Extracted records
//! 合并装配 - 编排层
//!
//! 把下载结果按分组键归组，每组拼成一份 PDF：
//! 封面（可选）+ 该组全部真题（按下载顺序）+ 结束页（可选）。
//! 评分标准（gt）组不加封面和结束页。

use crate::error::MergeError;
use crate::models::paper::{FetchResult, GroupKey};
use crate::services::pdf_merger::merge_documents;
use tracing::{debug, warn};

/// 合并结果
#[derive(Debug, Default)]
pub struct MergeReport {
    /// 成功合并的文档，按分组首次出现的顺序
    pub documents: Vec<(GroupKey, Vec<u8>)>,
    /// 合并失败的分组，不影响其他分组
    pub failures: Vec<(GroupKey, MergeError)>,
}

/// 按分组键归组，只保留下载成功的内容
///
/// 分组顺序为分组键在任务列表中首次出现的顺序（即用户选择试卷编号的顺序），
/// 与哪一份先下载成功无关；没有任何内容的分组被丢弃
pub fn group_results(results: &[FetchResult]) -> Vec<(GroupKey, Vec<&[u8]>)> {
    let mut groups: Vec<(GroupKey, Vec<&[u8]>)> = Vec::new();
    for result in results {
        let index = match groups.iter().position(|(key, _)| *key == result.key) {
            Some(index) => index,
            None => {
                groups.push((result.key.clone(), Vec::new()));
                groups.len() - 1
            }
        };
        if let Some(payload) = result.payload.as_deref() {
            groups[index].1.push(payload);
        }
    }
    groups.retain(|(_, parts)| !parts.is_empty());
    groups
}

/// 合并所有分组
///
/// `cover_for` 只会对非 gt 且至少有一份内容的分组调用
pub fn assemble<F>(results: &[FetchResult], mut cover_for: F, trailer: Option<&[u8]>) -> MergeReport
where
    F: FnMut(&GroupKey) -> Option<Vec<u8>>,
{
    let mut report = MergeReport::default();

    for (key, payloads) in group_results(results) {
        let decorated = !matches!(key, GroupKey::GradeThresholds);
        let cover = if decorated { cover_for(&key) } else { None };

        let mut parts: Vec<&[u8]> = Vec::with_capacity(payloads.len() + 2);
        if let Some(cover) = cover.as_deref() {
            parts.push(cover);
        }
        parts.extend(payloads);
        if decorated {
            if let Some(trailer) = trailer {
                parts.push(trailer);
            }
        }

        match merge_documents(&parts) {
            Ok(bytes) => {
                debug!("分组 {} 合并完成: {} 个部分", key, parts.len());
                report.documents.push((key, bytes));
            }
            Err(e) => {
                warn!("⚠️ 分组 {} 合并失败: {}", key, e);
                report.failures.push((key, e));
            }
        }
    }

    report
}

▶ **EXERCISE OBJECTIVE**
Search the data above for the word "warn". Copy each line it is in.

▶ **THE COMPLETED TASK**
use tracing::{debug, warn};
                warn!("⚠️ 分组 {} 合并失败: {}", key, e);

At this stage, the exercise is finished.